Industrial & Engineering Chemistry Research, Vol.50, No.13, 8304-8313, 2011
Use of Predictive Solubility Models for Isothermal Antisolvent Crystallization Modeling and Optimization
Predictive solubility models can be of great use for crystallization modeling and optimization, and can decrease the amount of experimental effort needed to create a robust crystallization model. In this study, predictive solubility models such as MOSCED, UNIFAC, NRTL-SAC, and the Jouyban-Acree model are compared against an empirical model for predicted solubility accuracy. The best models are subsequently compared against the empirical model for the antisolvent crystallization of acetaminophen in acetone, using water as the antisolvent.

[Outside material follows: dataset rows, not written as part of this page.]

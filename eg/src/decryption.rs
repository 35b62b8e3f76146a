// Copyright (C) Microsoft Corporation. All rights reserved.

#![deny(clippy::unwrap_used)]
#![deny(clippy::expect_used)]
#![deny(clippy::panic)]
#![deny(clippy::manual_assert)]

//! Threshold decryption of the tally and of spoiled ballots.
//!
//! Each available guardian publishes a decryption share `M_i = A^{s_i}` per
//! ciphertext with a Chaum-Pedersen proof. For a missing guardian, every
//! available guardian publishes a compensated share computed from the backup
//! coordinate it verified during the ceremony; Lagrange interpolation over
//! the available sequence orders reconstructs the missing contribution.
//! Every proof is verified before a share enters the combination; if the
//! surviving shares fall below the quorum, decryption refuses entirely.

use std::collections::BTreeMap;

use serde::{Deserialize, Serialize};
use tracing::{debug, info, warn};

use util::{
    algebra::{FieldElement, Group, GroupElement},
    algebra_utils::get_single_coefficient_at_zero,
    csprng::Csprng,
};

use crate::{
    ballot::SubmittedBallot,
    chaum_pedersen::ChaumPedersenProof,
    context::CiphertextElectionContext,
    discrete_log::{bounded_dlog_ceiling, DiscreteLog},
    election_polynomial::commitment_product_at,
    elgamal::ElGamalCiphertext,
    errors::{EgError, EgResult},
    fixed_parameters::FixedParameters,
    guardian::{Guardian, GuardianPublicRecord},
    tally::{CiphertextTally, PlaintextTally, PlaintextTallyContest, PlaintextTallySelection},
};

/// A guardian's share of one selection's decryption.
#[derive(Clone, Debug, Serialize, Deserialize, PartialEq, Eq)]
pub struct CiphertextDecryptionSelection {
    pub guardian_id: String,
    pub object_id: String,
    /// Proof that `log_g K_i == log_A share`.
    pub proof: ChaumPedersenProof,
    /// `M_i = A^{s_i}`.
    pub share: GroupElement,
}

/// A guardian's share of one selection's decryption on behalf of a missing
/// guardian.
#[derive(Clone, Debug, Serialize, Deserialize, PartialEq, Eq)]
pub struct CiphertextCompensatedDecryptionSelection {
    pub guardian_id: String,
    pub missing_guardian_id: String,
    pub object_id: String,
    /// Proof that `log_g recovery_public_key == log_A share`.
    pub proof: ChaumPedersenProof,
    /// `g^{P_missing(i)}`, recomputed from the missing guardian's public
    /// commitments at this guardian's coordinate.
    pub recovery_public_key: GroupElement,
    /// `M_{i,l} = A^{P_missing(i)}`.
    pub share: GroupElement,
}

/// Per-contest, per-selection share maps.
pub type DecryptionShareContests =
    BTreeMap<String, BTreeMap<String, CiphertextDecryptionSelection>>;
pub type CompensatedShareContests =
    BTreeMap<String, BTreeMap<String, CiphertextCompensatedDecryptionSelection>>;

/// All of one guardian's decryption shares for a tally or a spoiled ballot.
#[derive(Clone, Debug, Serialize, Deserialize, PartialEq, Eq)]
pub struct DecryptionShare {
    pub contests: DecryptionShareContests,
    pub guardian_id: String,
    /// The guardian's election public key `K_i`.
    pub public_key: GroupElement,
    pub sequence_order: u32,
}

/// All of one guardian's compensated shares for a missing guardian.
#[derive(Clone, Debug, Serialize, Deserialize, PartialEq, Eq)]
pub struct CompensatedDecryptionShare {
    pub contests: CompensatedShareContests,
    pub guardian_id: String,
    pub missing_guardian_id: String,
    pub missing_sequence_order: u32,
    pub sequence_order: u32,
}

/// A decryption target: the ciphertexts of the tally or of one spoiled
/// ballot, flattened to (contest, selection, ciphertext).
pub(crate) struct DecryptionTarget<'a> {
    pub object_id: String,
    pub contests: Vec<(String, Vec<(String, &'a ElGamalCiphertext)>)>,
}

pub(crate) fn tally_target(tally: &CiphertextTally) -> DecryptionTarget<'_> {
    DecryptionTarget {
        object_id: tally.object_id.clone(),
        contests: tally
            .contests
            .values()
            .map(|contest| {
                (
                    contest.object_id.clone(),
                    contest
                        .selections
                        .values()
                        .map(|s| (s.object_id.clone(), &s.ciphertext))
                        .collect(),
                )
            })
            .collect(),
    }
}

pub(crate) fn ballot_target(ballot: &SubmittedBallot) -> DecryptionTarget<'_> {
    DecryptionTarget {
        object_id: ballot.object_id().to_owned(),
        contests: ballot
            .ballot
            .contests
            .iter()
            .map(|contest| {
                (
                    contest.object_id.clone(),
                    contest
                        .selections
                        .iter()
                        .filter(|s| !s.is_placeholder_selection)
                        .map(|s| (s.object_id.clone(), &s.ciphertext))
                        .collect(),
                )
            })
            .collect(),
    }
}

impl Guardian {
    fn compute_share_for_target(
        &self,
        csprng: &mut Csprng,
        fixed_parameters: &FixedParameters,
        target: &DecryptionTarget<'_>,
    ) -> DecryptionShare {
        let group = fixed_parameters.group();
        let secret = self.election_secret();
        let public_key = group.g_exp(secret);

        let contests = target
            .contests
            .iter()
            .map(|(contest_id, selections)| {
                let shares = selections
                    .iter()
                    .map(|(selection_id, ciphertext)| {
                        let share = ciphertext.pad.exp_secret(secret, group);
                        let proof = ChaumPedersenProof::make(
                            csprng,
                            fixed_parameters,
                            secret,
                            &public_key,
                            &ciphertext.pad,
                            &share,
                        );
                        (
                            selection_id.clone(),
                            CiphertextDecryptionSelection {
                                guardian_id: self.id().to_owned(),
                                object_id: selection_id.clone(),
                                proof,
                                share,
                            },
                        )
                    })
                    .collect();
                (contest_id.clone(), shares)
            })
            .collect();

        DecryptionShare {
            contests,
            guardian_id: self.id().to_owned(),
            public_key,
            sequence_order: self.sequence_order(),
        }
    }

    /// Computes this guardian's decryption share for the tally.
    pub fn compute_tally_share(
        &self,
        csprng: &mut Csprng,
        fixed_parameters: &FixedParameters,
        tally: &CiphertextTally,
    ) -> DecryptionShare {
        self.compute_share_for_target(csprng, fixed_parameters, &tally_target(tally))
    }

    /// Computes this guardian's decryption share for one spoiled ballot.
    pub fn compute_ballot_share(
        &self,
        csprng: &mut Csprng,
        fixed_parameters: &FixedParameters,
        ballot: &SubmittedBallot,
    ) -> DecryptionShare {
        self.compute_share_for_target(csprng, fixed_parameters, &ballot_target(ballot))
    }

    fn compute_compensated_share_for_target(
        &self,
        csprng: &mut Csprng,
        fixed_parameters: &FixedParameters,
        missing: &GuardianPublicRecord,
        target: &DecryptionTarget<'_>,
    ) -> EgResult<CompensatedDecryptionShare> {
        let group = fixed_parameters.group();

        let coordinate = self.backup_coordinate(&missing.guardian_id).ok_or_else(|| {
            EgError::InvariantViolation(format!(
                "guardian `{}` holds no verified backup from `{}`",
                self.id(),
                missing.guardian_id
            ))
        })?;

        // The coordinate was verified during the ceremony; re-derive its
        // public image from the missing guardian's commitments.
        let recovery_public_key = commitment_product_at(
            fixed_parameters,
            self.sequence_order(),
            &missing.coefficient_commitments,
        );
        if group.g_exp(coordinate) != recovery_public_key {
            return Err(EgError::BackupVerificationFailed {
                owner_id: missing.guardian_id.clone(),
                designated_id: self.id().to_owned(),
                reason: "held coordinate no longer matches public commitments".to_owned(),
            });
        }

        let contests = target
            .contests
            .iter()
            .map(|(contest_id, selections)| {
                let shares = selections
                    .iter()
                    .map(|(selection_id, ciphertext)| {
                        let share = ciphertext.pad.exp_secret(coordinate, group);
                        let proof = ChaumPedersenProof::make(
                            csprng,
                            fixed_parameters,
                            coordinate,
                            &recovery_public_key,
                            &ciphertext.pad,
                            &share,
                        );
                        (
                            selection_id.clone(),
                            CiphertextCompensatedDecryptionSelection {
                                guardian_id: self.id().to_owned(),
                                missing_guardian_id: missing.guardian_id.clone(),
                                object_id: selection_id.clone(),
                                proof,
                                recovery_public_key: recovery_public_key.clone(),
                                share,
                            },
                        )
                    })
                    .collect();
                (contest_id.clone(), shares)
            })
            .collect();

        Ok(CompensatedDecryptionShare {
            contests,
            guardian_id: self.id().to_owned(),
            missing_guardian_id: missing.guardian_id.clone(),
            missing_sequence_order: missing.sequence_order,
            sequence_order: self.sequence_order(),
        })
    }

    /// Computes this guardian's compensated tally share on behalf of a
    /// missing guardian, from the backup it verified during the ceremony.
    pub fn compute_compensated_tally_share(
        &self,
        csprng: &mut Csprng,
        fixed_parameters: &FixedParameters,
        missing: &GuardianPublicRecord,
        tally: &CiphertextTally,
    ) -> EgResult<CompensatedDecryptionShare> {
        self.compute_compensated_share_for_target(
            csprng,
            fixed_parameters,
            missing,
            &tally_target(tally),
        )
    }

    /// Computes this guardian's compensated share for one spoiled ballot on
    /// behalf of a missing guardian.
    pub fn compute_compensated_ballot_share(
        &self,
        csprng: &mut Csprng,
        fixed_parameters: &FixedParameters,
        missing: &GuardianPublicRecord,
        ballot: &SubmittedBallot,
    ) -> EgResult<CompensatedDecryptionShare> {
        self.compute_compensated_share_for_target(
            csprng,
            fixed_parameters,
            missing,
            &ballot_target(ballot),
        )
    }
}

The effects of these solubility models on the predicted relative supersaturation, volume mean size, volume-percent crystal size distribution (CSD), and generated optimal antisolvent feed profiles are investigated. It was found that, for this system, only the NRTL-SAC and Jouyban-Acree solubility models were accurate enough to predict crystallization mean size and crystal size distributions. The Jouyban-Acree and NRTL-SAC solubility models respectively predicted end-volume mean-size differences up to 13% and 29% from the empirical model. When used to create optimal antisolvent feed profiles, the Jouyban-Acree and NRTL-SAC profiles produced results that varied up to 32% and 60%, respectively, from the desired objective. None of the predictive solubility models was accurate enough for the creation of optimal antisolvent feed profiles.